** Opening Materials provided block **

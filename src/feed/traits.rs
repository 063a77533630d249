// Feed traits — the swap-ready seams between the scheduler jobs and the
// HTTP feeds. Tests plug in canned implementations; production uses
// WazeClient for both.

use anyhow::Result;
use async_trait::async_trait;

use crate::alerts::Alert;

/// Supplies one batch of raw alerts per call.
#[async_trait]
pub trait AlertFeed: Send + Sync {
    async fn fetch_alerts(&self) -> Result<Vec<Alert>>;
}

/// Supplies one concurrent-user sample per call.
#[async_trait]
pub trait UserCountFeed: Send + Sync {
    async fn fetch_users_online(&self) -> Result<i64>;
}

** Closing Materials provided block **

## Task details
Give the count of lines in the records that contain "Supplies", and no other text.

## Task solution
2